━━━━━ Data to use

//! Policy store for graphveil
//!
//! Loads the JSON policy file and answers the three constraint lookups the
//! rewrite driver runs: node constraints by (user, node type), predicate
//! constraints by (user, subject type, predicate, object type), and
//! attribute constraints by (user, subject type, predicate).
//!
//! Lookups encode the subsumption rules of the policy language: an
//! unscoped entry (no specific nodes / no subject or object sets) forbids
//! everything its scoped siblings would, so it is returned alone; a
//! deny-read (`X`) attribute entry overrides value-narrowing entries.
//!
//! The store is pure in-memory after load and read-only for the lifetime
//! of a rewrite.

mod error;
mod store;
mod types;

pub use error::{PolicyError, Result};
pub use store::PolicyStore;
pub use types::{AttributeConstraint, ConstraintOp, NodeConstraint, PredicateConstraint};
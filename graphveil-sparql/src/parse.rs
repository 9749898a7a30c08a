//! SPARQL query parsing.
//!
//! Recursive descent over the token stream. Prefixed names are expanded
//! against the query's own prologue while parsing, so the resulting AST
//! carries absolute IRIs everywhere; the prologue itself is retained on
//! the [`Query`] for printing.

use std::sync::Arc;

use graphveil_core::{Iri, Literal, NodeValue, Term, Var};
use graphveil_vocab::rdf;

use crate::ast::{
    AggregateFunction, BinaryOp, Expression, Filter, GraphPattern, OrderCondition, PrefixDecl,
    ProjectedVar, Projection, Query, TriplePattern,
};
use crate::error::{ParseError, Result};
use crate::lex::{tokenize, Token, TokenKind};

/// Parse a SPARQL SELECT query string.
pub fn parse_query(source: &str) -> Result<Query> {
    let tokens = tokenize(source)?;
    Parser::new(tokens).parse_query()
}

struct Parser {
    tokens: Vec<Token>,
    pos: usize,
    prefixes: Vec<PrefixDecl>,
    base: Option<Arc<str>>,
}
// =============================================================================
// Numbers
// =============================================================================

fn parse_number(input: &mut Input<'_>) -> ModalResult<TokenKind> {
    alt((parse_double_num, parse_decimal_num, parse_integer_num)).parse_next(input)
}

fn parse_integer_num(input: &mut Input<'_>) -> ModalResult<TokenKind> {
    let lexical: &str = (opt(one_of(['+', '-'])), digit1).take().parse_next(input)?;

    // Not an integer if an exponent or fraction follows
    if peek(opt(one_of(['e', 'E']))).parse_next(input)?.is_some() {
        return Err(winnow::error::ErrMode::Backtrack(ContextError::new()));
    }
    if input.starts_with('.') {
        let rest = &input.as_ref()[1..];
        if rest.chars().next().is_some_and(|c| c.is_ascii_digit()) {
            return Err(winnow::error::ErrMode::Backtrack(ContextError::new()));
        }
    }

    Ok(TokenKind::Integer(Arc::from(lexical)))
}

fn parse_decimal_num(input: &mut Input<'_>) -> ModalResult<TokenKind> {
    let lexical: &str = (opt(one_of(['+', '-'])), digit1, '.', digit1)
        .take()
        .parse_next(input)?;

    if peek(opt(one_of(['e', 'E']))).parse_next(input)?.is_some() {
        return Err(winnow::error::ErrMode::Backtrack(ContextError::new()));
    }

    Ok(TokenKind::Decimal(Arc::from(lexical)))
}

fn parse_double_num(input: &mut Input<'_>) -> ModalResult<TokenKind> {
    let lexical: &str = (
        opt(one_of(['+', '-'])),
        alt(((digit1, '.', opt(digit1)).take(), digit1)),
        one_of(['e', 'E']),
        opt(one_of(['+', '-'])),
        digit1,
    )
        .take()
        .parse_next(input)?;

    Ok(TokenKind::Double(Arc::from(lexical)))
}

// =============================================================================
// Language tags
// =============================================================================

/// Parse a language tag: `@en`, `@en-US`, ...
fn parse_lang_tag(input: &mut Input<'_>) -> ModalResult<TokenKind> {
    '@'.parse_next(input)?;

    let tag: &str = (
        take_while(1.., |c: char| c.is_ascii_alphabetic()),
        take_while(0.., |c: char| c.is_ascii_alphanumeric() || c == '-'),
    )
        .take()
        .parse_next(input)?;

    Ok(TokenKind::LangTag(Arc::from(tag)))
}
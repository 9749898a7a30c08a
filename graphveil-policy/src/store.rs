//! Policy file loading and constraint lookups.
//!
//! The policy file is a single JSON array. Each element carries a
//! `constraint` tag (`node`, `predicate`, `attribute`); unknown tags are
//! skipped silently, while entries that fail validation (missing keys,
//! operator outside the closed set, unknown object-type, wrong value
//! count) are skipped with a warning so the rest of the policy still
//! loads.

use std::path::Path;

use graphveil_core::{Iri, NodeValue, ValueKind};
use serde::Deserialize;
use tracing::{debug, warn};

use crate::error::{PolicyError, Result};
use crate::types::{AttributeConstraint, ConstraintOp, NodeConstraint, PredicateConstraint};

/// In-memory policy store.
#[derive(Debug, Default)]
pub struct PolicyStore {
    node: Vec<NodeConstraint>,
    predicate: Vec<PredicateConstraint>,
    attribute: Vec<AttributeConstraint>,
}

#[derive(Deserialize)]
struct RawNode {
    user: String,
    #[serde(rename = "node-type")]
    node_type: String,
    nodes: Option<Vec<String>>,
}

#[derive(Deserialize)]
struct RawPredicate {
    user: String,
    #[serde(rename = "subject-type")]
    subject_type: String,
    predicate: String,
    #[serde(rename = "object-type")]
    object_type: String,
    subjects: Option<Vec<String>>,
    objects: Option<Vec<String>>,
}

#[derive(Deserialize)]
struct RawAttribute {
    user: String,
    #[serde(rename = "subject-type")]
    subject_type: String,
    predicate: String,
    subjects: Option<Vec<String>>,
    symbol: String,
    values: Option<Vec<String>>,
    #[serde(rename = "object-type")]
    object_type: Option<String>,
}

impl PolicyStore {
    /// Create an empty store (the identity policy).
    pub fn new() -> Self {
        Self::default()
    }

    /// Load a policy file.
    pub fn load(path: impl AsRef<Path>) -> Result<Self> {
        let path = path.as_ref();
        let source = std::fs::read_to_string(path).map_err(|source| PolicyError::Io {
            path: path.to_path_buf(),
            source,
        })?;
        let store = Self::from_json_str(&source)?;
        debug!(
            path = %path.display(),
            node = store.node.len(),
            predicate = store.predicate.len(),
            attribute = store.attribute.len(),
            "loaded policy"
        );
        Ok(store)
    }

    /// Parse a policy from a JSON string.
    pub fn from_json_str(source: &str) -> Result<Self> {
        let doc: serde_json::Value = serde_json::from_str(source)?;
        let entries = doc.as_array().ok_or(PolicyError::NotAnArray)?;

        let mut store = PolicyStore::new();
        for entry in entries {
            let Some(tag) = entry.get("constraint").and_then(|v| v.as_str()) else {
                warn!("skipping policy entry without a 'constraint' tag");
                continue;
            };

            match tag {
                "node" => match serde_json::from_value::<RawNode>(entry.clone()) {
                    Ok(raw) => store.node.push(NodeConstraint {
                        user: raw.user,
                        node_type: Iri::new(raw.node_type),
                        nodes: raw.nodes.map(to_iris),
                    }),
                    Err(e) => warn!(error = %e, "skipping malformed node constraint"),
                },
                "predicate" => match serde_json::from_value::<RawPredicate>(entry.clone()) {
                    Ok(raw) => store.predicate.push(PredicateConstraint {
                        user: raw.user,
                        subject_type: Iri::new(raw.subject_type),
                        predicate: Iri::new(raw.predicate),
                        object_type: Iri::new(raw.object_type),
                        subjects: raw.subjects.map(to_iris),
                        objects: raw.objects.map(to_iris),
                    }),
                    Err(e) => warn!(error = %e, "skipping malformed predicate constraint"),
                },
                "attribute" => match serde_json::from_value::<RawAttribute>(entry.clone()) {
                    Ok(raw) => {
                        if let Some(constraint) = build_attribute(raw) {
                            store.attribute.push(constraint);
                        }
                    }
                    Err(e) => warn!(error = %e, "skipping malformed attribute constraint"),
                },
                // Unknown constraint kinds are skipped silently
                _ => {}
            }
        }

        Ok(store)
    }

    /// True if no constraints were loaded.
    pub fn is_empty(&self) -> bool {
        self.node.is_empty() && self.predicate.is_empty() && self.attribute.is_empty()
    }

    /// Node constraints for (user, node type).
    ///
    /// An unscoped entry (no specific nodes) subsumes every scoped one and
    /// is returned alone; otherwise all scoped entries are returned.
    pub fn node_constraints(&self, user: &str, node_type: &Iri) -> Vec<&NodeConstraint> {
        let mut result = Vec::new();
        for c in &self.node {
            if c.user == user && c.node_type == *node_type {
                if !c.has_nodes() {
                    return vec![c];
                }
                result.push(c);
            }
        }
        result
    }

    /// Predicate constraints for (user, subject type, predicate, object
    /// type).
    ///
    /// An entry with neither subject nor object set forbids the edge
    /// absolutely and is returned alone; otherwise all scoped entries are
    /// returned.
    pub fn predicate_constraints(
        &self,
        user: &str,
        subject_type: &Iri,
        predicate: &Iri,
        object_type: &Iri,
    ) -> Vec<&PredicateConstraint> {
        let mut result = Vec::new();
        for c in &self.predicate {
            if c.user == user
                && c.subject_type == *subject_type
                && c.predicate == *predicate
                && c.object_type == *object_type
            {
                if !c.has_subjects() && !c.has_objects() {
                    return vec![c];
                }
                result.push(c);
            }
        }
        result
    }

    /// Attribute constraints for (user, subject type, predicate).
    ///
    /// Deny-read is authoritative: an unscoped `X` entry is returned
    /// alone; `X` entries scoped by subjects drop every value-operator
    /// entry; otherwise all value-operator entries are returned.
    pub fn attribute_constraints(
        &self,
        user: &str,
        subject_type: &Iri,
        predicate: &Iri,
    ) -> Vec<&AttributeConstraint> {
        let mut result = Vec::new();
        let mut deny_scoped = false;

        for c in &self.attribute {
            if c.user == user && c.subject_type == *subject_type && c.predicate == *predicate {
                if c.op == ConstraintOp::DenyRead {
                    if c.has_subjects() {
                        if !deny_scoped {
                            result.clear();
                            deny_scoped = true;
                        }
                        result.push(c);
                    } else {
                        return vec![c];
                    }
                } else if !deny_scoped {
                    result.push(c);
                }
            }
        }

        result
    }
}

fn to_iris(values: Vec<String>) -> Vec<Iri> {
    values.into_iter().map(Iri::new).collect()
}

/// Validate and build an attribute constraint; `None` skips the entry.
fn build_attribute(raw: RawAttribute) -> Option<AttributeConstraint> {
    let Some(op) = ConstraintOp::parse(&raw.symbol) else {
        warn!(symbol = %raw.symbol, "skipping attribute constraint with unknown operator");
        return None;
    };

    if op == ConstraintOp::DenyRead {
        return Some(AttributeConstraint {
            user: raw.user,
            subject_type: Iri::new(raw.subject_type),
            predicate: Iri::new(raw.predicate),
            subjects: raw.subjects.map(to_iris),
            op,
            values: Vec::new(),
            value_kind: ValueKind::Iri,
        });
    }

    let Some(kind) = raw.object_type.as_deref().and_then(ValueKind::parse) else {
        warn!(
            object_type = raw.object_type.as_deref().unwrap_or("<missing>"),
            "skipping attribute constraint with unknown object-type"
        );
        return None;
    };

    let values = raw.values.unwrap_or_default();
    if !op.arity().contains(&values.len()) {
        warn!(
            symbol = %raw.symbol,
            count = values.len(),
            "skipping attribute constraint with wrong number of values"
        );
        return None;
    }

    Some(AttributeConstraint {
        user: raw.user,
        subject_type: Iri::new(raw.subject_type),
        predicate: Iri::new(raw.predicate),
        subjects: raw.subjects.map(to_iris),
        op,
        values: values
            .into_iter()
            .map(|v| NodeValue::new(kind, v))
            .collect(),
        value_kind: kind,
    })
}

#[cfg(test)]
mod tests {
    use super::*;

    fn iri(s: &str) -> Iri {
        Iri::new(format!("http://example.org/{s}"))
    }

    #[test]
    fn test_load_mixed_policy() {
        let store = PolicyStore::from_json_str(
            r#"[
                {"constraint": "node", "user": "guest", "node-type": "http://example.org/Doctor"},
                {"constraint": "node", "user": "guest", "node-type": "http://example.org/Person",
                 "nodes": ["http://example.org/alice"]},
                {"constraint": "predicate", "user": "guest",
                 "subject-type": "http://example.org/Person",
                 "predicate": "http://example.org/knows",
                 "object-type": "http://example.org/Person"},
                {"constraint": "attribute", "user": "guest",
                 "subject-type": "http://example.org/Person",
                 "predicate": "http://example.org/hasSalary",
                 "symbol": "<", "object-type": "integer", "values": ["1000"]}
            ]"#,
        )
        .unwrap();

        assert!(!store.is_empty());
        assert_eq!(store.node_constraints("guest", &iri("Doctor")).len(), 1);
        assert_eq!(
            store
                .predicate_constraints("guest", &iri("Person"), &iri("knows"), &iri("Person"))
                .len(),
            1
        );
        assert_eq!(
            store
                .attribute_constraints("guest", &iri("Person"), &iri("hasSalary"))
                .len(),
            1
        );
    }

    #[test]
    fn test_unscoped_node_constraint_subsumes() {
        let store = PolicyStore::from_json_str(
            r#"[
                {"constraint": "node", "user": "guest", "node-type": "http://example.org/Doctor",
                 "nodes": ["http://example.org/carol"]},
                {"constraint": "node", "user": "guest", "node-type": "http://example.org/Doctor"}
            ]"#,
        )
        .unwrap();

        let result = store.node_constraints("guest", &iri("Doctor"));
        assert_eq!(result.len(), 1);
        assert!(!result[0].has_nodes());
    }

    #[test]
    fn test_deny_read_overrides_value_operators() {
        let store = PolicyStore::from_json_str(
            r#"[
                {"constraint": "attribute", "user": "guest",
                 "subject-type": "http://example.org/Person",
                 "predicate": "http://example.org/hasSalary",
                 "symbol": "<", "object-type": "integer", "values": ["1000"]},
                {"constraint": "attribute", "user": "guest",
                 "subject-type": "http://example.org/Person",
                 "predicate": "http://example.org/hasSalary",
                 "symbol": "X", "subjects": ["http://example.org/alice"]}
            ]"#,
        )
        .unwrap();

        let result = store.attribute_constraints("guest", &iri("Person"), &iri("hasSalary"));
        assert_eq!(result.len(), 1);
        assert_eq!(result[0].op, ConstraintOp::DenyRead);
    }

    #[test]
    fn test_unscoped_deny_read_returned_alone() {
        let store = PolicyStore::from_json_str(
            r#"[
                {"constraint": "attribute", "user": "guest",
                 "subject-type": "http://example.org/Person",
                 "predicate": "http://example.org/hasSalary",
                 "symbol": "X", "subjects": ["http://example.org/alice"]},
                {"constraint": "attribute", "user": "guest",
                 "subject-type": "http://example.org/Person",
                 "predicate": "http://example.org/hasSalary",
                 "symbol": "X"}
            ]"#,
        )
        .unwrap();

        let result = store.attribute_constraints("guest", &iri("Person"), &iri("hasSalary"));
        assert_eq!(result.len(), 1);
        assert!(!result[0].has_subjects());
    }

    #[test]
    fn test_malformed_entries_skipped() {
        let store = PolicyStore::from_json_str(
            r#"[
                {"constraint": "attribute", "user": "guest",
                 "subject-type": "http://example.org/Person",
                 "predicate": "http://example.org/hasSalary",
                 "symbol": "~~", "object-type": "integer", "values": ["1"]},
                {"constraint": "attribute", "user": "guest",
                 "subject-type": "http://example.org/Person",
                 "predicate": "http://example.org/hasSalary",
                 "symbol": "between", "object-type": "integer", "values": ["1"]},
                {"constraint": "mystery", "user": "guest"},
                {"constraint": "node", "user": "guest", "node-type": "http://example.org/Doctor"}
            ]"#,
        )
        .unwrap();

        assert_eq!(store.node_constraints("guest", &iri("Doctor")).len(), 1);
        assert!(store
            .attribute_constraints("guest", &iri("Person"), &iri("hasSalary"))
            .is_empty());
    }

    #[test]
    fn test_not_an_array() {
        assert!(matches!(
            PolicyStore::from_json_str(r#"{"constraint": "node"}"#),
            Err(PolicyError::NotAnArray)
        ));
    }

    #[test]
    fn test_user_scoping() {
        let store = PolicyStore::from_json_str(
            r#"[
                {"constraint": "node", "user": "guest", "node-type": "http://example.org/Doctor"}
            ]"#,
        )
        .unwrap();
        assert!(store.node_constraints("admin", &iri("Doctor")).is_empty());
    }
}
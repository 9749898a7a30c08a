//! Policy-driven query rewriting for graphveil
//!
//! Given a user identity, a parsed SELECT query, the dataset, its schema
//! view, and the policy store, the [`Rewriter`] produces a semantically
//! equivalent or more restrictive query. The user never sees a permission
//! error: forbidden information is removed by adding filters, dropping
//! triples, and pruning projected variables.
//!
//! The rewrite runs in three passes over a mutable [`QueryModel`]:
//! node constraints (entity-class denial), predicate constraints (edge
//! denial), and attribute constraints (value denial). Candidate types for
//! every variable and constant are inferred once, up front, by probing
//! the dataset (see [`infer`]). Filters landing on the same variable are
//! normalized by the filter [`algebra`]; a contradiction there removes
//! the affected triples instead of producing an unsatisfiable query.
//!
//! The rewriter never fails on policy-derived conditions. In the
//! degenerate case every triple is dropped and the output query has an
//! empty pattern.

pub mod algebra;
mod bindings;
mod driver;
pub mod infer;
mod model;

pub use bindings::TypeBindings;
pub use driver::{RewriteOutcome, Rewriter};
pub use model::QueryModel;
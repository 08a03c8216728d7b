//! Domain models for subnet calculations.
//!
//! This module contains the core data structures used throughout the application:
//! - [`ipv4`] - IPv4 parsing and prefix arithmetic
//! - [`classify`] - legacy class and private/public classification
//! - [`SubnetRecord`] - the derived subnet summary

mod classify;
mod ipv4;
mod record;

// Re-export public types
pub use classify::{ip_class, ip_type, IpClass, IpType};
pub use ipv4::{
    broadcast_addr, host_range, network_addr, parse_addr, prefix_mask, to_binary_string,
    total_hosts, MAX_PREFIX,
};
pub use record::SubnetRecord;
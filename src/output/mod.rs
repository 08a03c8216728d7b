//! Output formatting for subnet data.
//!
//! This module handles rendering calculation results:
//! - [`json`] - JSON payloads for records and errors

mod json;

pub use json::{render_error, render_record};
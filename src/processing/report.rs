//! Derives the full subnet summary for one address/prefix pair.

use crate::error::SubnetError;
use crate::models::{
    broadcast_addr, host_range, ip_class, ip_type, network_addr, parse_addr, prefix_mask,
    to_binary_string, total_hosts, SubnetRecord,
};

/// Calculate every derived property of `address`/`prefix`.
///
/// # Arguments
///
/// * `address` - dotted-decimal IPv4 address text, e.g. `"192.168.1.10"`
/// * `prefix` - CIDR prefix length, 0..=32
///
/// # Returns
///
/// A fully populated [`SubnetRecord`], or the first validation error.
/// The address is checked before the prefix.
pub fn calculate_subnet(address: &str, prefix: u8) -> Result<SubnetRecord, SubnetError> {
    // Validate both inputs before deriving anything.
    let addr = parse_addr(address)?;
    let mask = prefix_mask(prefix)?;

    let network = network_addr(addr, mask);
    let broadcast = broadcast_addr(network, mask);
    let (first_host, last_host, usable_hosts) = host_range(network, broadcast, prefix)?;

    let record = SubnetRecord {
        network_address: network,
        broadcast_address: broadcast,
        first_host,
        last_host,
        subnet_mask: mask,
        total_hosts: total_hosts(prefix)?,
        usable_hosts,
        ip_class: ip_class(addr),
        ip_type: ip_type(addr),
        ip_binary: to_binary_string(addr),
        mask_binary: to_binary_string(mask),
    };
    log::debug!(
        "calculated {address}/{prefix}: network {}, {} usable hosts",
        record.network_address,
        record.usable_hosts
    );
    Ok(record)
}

━━━━━━━━━━

▶ [What to do]: Look above for the line with "sees a permission"; retype exactly that line, every line after it up to the line with "front, by probing", and that line too, nothing else.

▶ [Task solution]:
//! equivalent or more restrictive query. The user never sees a permission
//! error: forbidden information is removed by adding filters, dropping
//! triples, and pruning projected variables.
//!
//! The rewrite runs in three passes over a mutable [`QueryModel`]:
//! node constraints (entity-class denial), predicate constraints (edge
//! denial), and attribute constraints (value denial). Candidate types for
//! every variable and constant are inferred once, up front, by probing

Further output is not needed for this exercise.